Loss and setting in post-apocalyptic and postfuture milieux

Great quotation from Sickly Purple Death Ray, my emphasis:

Hidden somewhere on the referee’s map are the treasures, the gold, the magic ring, the laser cannon… Perhaps an ancient magic race created a city or a temple which subsequent ages have buried. The original inhabitants have all died or migrated off, although their magic spells remain in full force. Bands of wandering orcs move into the upper chambers. Giant rats infest the corridors, feeding on the bodies of unlucky adventurers. An evil wizard finds new magic powers in the ancient city, and he sets up his own guards and traps… Dragons and giants loot the surrounding countryside, and over the ages they accumulate fabulous wealth.
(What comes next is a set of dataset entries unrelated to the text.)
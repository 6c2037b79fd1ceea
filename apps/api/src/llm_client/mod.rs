/// LLM Client: the single point of entry for all chat-completion calls.
///
/// ARCHITECTURAL RULE: No other module may call the completion endpoint directly.
/// All LLM interactions MUST go through this module.
///
/// Exactly one HTTP request per call. There is no retry loop: a failed call is
/// surfaced to the submitter, who decides whether to resubmit.
use async_trait::async_trait;
use reqwest::Client;
use serde::{Deserialize, Serialize};
use thiserror::Error;
use tracing::{debug, warn};

pub mod prompts;

const TEMPERATURE: f32 = 0.5;
const MAX_TOKENS: u32 = 4000;

#[derive(Debug, Error)]
pub enum LlmError {
    #[error("HTTP error: {0}")]
    Http(#[from] reqwest::Error),

    #[error("API error (status {status}): {message}")]
    Api { status: u16, message: String },

    #[error("LLM returned empty content")]
    EmptyContent,
}

/// Connection settings for an Azure OpenAI chat-completions deployment.
#[derive(Debug, Clone)]
pub struct LlmEndpoint {
    pub base_url: String,
    pub deployment: String,
    pub api_version: String,
    pub api_key: String,
}

impl LlmEndpoint {
    pub fn completions_url(&self) -> String {
        format!(
            "{}/openai/deployments/{}/chat/completions?api-version={}",
            self.base_url.trim_end_matches('/'),
            self.deployment,
            self.api_version
        )
    }
}

#[derive(Debug, Serialize)]
struct ChatRequest<'a> {
    messages: Vec<ChatMessage<'a>>,
    temperature: f32,
    max_tokens: u32,
}

#[derive(Debug, Serialize)]
struct ChatMessage<'a> {
    role: &'a str,
    content: &'a str,
}

#[derive(Debug, Deserialize)]
pub struct ChatResponse {
    #[serde(default)]
    pub choices: Vec<Choice>,
    pub usage: Option<Usage>,
}

#[derive(Debug, Deserialize)]
pub struct Choice {
    pub message: Option<ChoiceMessage>,
}

#[derive(Debug, Deserialize)]
pub struct ChoiceMessage {
    pub content: Option<String>,
}

#[derive(Debug, Deserialize)]
pub struct Usage {
    pub prompt_tokens: u32,
    pub completion_tokens: u32,
}

impl ChatResponse {
    /// Message content of the first choice, if non-empty.
    pub fn text(&self) -> Option<&str> {
        self.choices
            .first()
            .and_then(|c| c.message.as_ref())
            .and_then(|m| m.content.as_deref())
            .filter(|t| !t.trim().is_empty())
    }
}

#[derive(Debug, Deserialize)]
struct ApiErrorEnvelope {
    error: ApiErrorBody,
}

#[derive(Debug, Deserialize)]
struct ApiErrorBody {
    message: String,
}

/// Anything that can turn a system + user prompt into raw reply text.
///
/// `LlmClient` is the production backend; the evaluation pipeline only sees
/// this trait.
#[async_trait]
pub trait CompletionBackend: Send + Sync {
    async fn complete(&self, system: &str, prompt: &str) -> Result<String, LlmError>;
}

/// The chat-completion client used by the evaluation pipeline.
#[derive(Clone)]
pub struct LlmClient {
    client: Client,
    endpoint: LlmEndpoint,
}

impl LlmClient {
    pub fn new(endpoint: LlmEndpoint, timeout: std::time::Duration) -> Result<Self, LlmError> {
        Ok(Self {
            client: Client::builder().timeout(timeout).build()?,
            endpoint,
        })
    }

    /// Makes a single call to the completion endpoint, returning the full response object.
    pub async fn call(&self, prompt: &str, system: &str) -> Result<ChatResponse, LlmError> {
        let request_body = ChatRequest {
            messages: vec![
                ChatMessage {
                    role: "system",
                    content: system,
                },
                ChatMessage {
                    role: "user",
                    content: prompt,
                },
            ],
            temperature: TEMPERATURE,
            max_tokens: MAX_TOKENS,
        };

        let response = self
            .client
            .post(self.endpoint.completions_url())
            .header("api-key", &self.endpoint.api_key)
            .header("content-type", "application/json")
            .json(&request_body)
            .send()
            .await?;

        let status = response.status();

        if !status.is_success() {
            let body = response.text().await.unwrap_or_default();
            warn!("LLM API returned {}: {}", status, body);
            let message = serde_json::from_str::<ApiErrorEnvelope>(&body)
                .map(|e| e.error.message)
                .unwrap_or(body);
            return Err(LlmError::Api {
                status: status.as_u16(),
                message,
            });
        }

        let chat_response: ChatResponse = response.json().await?;

        if let Some(usage) = &chat_response.usage {
            debug!(
                "LLM call succeeded: prompt_tokens={}, completion_tokens={}",
                usage.prompt_tokens, usage.completion_tokens
            );
        }

        Ok(chat_response)
    }
}

#[async_trait]
impl CompletionBackend for LlmClient {
    async fn complete(&self, system: &str, prompt: &str) -> Result<String, LlmError> {
        let response = self.call(prompt, system).await?;
        response
            .text()
            .map(String::from)
            .ok_or(LlmError::EmptyContent)
    }
}
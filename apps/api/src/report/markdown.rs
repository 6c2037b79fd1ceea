//! Printable Markdown rendering of a `ReportView`.
//!
//! Each skill page ends with a horizontal rule so printers can break there.

use std::fmt::Write;

use crate::report::{PointList, ReportView, SkillPage};

pub fn render_markdown(view: &ReportView) -> String {
    let mut out = String::new();

    let _ = writeln!(out, "# {}", view.header.candidate_name);
    if !view.header.role.trim().is_empty() {
        let _ = writeln!(out, "\n**Role:** {}", view.header.role);
    }
    let _ = writeln!(out, "\nSubmitted on {}\n", view.header.submitted_on);

    let _ = writeln!(out, "## Summary\n\n{}\n", view.summary);

    for list in [&view.core_competencies, &view.development_areas]
        .into_iter()
        .flatten()
    {
        write_point_list(&mut out, list);
    }

    for page in view.technical_pages.iter().chain(&view.soft_pages) {
        write_skill_page(&mut out, page);
    }

    out
}

fn write_point_list(out: &mut String, list: &PointList) {
    let _ = writeln!(out, "## {}\n", list.title);
    for item in &list.items {
        let _ = writeln!(out, "- {item}");
    }
    out.push('\n');
}

fn write_skill_page(out: &mut String, page: &SkillPage) {
    let _ = writeln!(out, "## {}\n", page.title);
    for card in &page.cards {
        let _ = writeln!(
            out,
            "{}. **{}** ({}/5, {})\n   {}",
            card.index, card.section, card.rating, card.label, card.detail
        );
    }
    out.push_str("\n---\n\n");
}
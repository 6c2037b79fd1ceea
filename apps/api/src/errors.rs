use axum::{
    http::StatusCode,
    response::{IntoResponse, Response},
    Json,
};
use serde_json::json;
use thiserror::Error;

use crate::evaluation::cache::CacheError;
use crate::evaluation::normalize::NormalizeError;
use crate::extraction::ExtractionError;
use crate::llm_client::LlmError;

/// Application-level error type.
/// Implements `IntoResponse` so Axum handlers can return `Result<T, AppError>`.
///
/// Every variant is surfaced to the submitter as a single message; nothing is retried.
#[derive(Debug, Error)]
pub enum AppError {
    #[error("Validation error: {0}")]
    Validation(String),

    #[error("Extraction error: {0}")]
    Extraction(#[from] ExtractionError),

    #[error("Transport error: {0}")]
    Transport(#[from] LlmError),

    #[error("Parse error: {0}")]
    Parse(#[from] NormalizeError),

    #[error("Not found: {0}")]
    NotFound(String),

    #[error("Cache error: {0}")]
    Cache(#[from] CacheError),

    #[error("Internal server error: {0}")]
    Internal(#[from] anyhow::Error),
}

impl AppError {
    /// Stable machine-readable code carried in the error body.
    pub fn code(&self) -> &'static str {
        match self {
            AppError::Validation(_) => "VALIDATION_ERROR",
            AppError::Extraction(_) => "EXTRACTION_ERROR",
            AppError::Transport(_) => "TRANSPORT_ERROR",
            AppError::Parse(_) => "PARSE_ERROR",
            AppError::NotFound(_) => "NOT_FOUND",
            AppError::Cache(_) => "CACHE_ERROR",
            AppError::Internal(_) => "INTERNAL_ERROR",
        }
    }

    pub fn status(&self) -> StatusCode {
        match self {
            AppError::Validation(_) => StatusCode::BAD_REQUEST,
            AppError::Extraction(_) => StatusCode::UNPROCESSABLE_ENTITY,
            AppError::Transport(_) | AppError::Parse(_) => StatusCode::BAD_GATEWAY,
            AppError::NotFound(_) => StatusCode::NOT_FOUND,
            AppError::Cache(_) | AppError::Internal(_) => StatusCode::INTERNAL_SERVER_ERROR,
        }
    }
}

impl IntoResponse for AppError {
    fn into_response(self) -> Response {
        let message = match &self {
            AppError::Validation(msg) | AppError::NotFound(msg) => msg.clone(),
            AppError::Extraction(e) => format!("Failed to extract text: {e}"),
            AppError::Transport(e) => {
                tracing::error!("Evaluation request failed: {e}");
                format!("Evaluation request failed: {e}")
            }
            AppError::Parse(e) => {
                tracing::error!("Model reply could not be parsed: {e}");
                "Failed to parse the evaluation response as JSON".to_string()
            }
            AppError::Cache(e) => {
                tracing::error!("Cache error: {e}");
                "A storage error occurred".to_string()
            }
            AppError::Internal(e) => {
                tracing::error!("Internal error: {e:?}");
                "An internal server error occurred".to_string()
            }
        };

        let body = Json(json!({
            "error": {
                "code": self.code(),
                "message": message
            }
        }));

        (self.status(), body).into_response()
    }
}
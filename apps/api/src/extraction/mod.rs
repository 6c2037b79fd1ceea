//! Text Extractor: plain text from an uploaded PDF.
//!
//! The extractor is built once at startup and injected through `AppState` as an
//! `Arc<dyn TextExtractor>`. Parsing is CPU-bound: callers run it inside
//! `tokio::task::spawn_blocking`.

use std::time::Duration;

use thiserror::Error;
use tracing::{debug, warn};

/// Pages read from the start of the document by default.
pub const DEFAULT_PAGE_LIMIT: usize = 5;

const PDF_MAGIC: &[u8] = b"%PDF";

#[derive(Debug, Error)]
pub enum ExtractionError {
    #[error("file is not a PDF document")]
    NotAPdf,

    #[error("PDF could not be read: {0}")]
    Unreadable(String),

    #[error("No text extracted from PDF. It may be image-based or encrypted.")]
    NoText,

    #[error("text extraction timed out after {0:?}")]
    Timeout(Duration),

    #[error("text extraction aborted: {0}")]
    Aborted(String),
}

/// Turns PDF bytes into plain text.
pub trait TextExtractor: Send + Sync {
    fn extract(&self, pdf: &[u8]) -> Result<String, ExtractionError>;
}

/// `pdf-extract` backed extractor reading at most `page_limit` pages.
#[derive(Debug, Clone)]
pub struct PdfTextExtractor {
    page_limit: usize,
}

impl PdfTextExtractor {
    pub fn new(page_limit: usize) -> Self {
        Self {
            page_limit: page_limit.max(1),
        }
    }
}

impl Default for PdfTextExtractor {
    fn default() -> Self {
        Self::new(DEFAULT_PAGE_LIMIT)
    }
}

impl TextExtractor for PdfTextExtractor {
    fn extract(&self, pdf: &[u8]) -> Result<String, ExtractionError> {
        if !pdf.starts_with(PDF_MAGIC) {
            return Err(ExtractionError::NotAPdf);
        }

        let pages = pdf_extract::extract_text_from_mem_by_pages(pdf)
            .map_err(|e| ExtractionError::Unreadable(e.to_string()))?;

        debug!(
            "PDF has {} pages, reading up to {}",
            pages.len(),
            self.page_limit
        );

        assemble_pages(&pages, self.page_limit)
    }
}

/// Joins the first `limit` pages into one text, one cleaned page per line block.
///
/// Fails with `NoText` when nothing but whitespace remains.
pub fn assemble_pages(pages: &[String], limit: usize) -> Result<String, ExtractionError> {
    let mut text = String::new();

    for (i, page) in pages.iter().take(limit).enumerate() {
        let cleaned = clean_page_text(page);
        debug!("Page {} text length: {}", i + 1, cleaned.len());
        if cleaned.is_empty() {
            continue;
        }
        if !text.is_empty() {
            text.push('\n');
        }
        text.push_str(&cleaned);
    }

    if text.is_empty() {
        warn!("No text extracted, possibly image-based or encrypted PDF");
        return Err(ExtractionError::NoText);
    }

    Ok(text)
}

/// Collapses whitespace runs, drops blank lines and stray NUL/BOM characters.
fn clean_page_text(page: &str) -> String {
    page.lines()
        .map(|line| {
            line.split_whitespace()
                .collect::<Vec<_>>()
                .join(" ")
                .replace(['\u{0}', '\u{FEFF}'], "")
        })
        .filter(|line| !line.is_empty())
        .collect::<Vec<_>>()
        .join("\n")
}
—Dr. J. Eric Holmes, Fantasy Role Playing Games (41)

I ordered Holmes’s FRPG after reading this. I was struck by the truth (echoed in the writings on the arche-fossil of Quentin Meillassoux) that at the heart of most RPG stories (Conan and LOTR jump to mind) is a mourning for a period that the protagonists never even experienced, a nostalgia for a Golden Age so physically and temporally remote so as to be mythic.

The religion of RPGs is loss, and the loss is unrecoverable. This unrecoverability fuels investigation and curiosity about objects (artifacts, arche-traces) and spurs innovation: The new people don’t know what the old people did, and they will worship a toaster or use it to mind-control dinosaurs, as possible.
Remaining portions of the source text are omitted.